-- MATERIAL FOR THIS EXERCISE follows --

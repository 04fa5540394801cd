//! Minimal "simple pattern" matcher for the host/chart skip-list options.
//!
//! The config defaults (`!*`, `!system.cpu *`) come from a space-separated
//! list of shell-style glob terms, each optionally negated with a leading
//! `!`. This is not a general glob engine — only `*` as a wildcard is
//! supported, which is all the host/chart skip-list options need.

#[derive(Debug, Clone)]
struct Term {
    negate: bool,
    glob: String,
}

/// A space-separated list of `[!]glob` terms, matched first-match-wins in
/// declaration order (mirroring how the agent's "simple patterns" work).
#[derive(Debug, Clone)]
pub struct SimplePattern {
    terms: Vec<Term>,
}

impl SimplePattern {
    pub fn parse(spec: &str) -> Self {
        let terms = spec
            .split_whitespace()
            .map(|tok| {
                if let Some(rest) = tok.strip_prefix('!') {
                    Term {
                        negate: true,
                        glob: rest.to_string(),
                    }
                } else {
                    Term {
                        negate: false,
                        glob: tok.to_string(),
                    }
                }
            })
            .collect();
        Self { terms }
    }

    /// True if `name` matches the pattern (i.e. should be skipped).
    pub fn matches(&self, name: &str) -> bool {
        for term in &self.terms {
            if glob_match(&term.glob, name) {
                return !term.negate;
            }
        }
        false
    }
}

impl Default for SimplePattern {
    fn default() -> Self {
        Self::parse("!*")
    }
}

fn glob_match(glob: &str, name: &str) -> bool {
    fn rec(g: &[u8], n: &[u8]) -> bool {
        match g.first() {
            None => n.is_empty(),
            Some(b'*') => rec(&g[1..], n) || (!n.is_empty() && rec(g, &n[1..])),
            Some(c) => n.first().is_some_and(|nc| nc == c) && rec(&g[1..], &n[1..]),
        }
    }
    rec(glob.as_bytes(), name.as_bytes())
}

-- MATERIAL FOR THIS EXERCISE concluded --

Put down all the data once more, exactly as it appears above.

repository 04fa5540394801cd
//! Minimal "simple pattern" matcher for the host/chart skip-list options.
//!
//! The config defaults (`!*`, `!system.cpu *`) come from a space-separated
//! list of shell-style glob terms, each optionally negated with a leading
//! `!`. This is not a general glob engine — only `*` as a wildcard is
//! supported, which is all the host/chart skip-list options need.

#[derive(Debug, Clone)]
struct Term {
    negate: bool,
    glob: String,
}

/// A space-separated list of `[!]glob` terms, matched first-match-wins in
/// declaration order (mirroring how the agent's "simple patterns" work).
#[derive(Debug, Clone)]
pub struct SimplePattern {
    terms: Vec<Term>,
}

impl SimplePattern {
    pub fn parse(spec: &str) -> Self {
        let terms = spec
            .split_whitespace()
            .map(|tok| {
                if let Some(rest) = tok.strip_prefix('!') {
                    Term {
                        negate: true,
                        glob: rest.to_string(),
                    }
                } else {
                    Term {
                        negate: false,
                        glob: tok.to_string(),
                    }
                }
            })
            .collect();
        Self { terms }
    }

    /// True if `name` matches the pattern (i.e. should be skipped).
    pub fn matches(&self, name: &str) -> bool {
        for term in &self.terms {
            if glob_match(&term.glob, name) {
                return !term.negate;
            }
        }
        false
    }
}

impl Default for SimplePattern {
    fn default() -> Self {
        Self::parse("!*")
    }
}

fn glob_match(glob: &str, name: &str) -> bool {
    fn rec(g: &[u8], n: &[u8]) -> bool {
        match g.first() {
            None => n.is_empty(),
            Some(b'*') => rec(&g[1..], n) || (!n.is_empty() && rec(g, &n[1..])),
            Some(c) => n.first().is_some_and(|nc| nc == c) && rec(&g[1..], &n[1..]),
        }
    }
    rec(glob.as_bytes(), name.as_bytes())
}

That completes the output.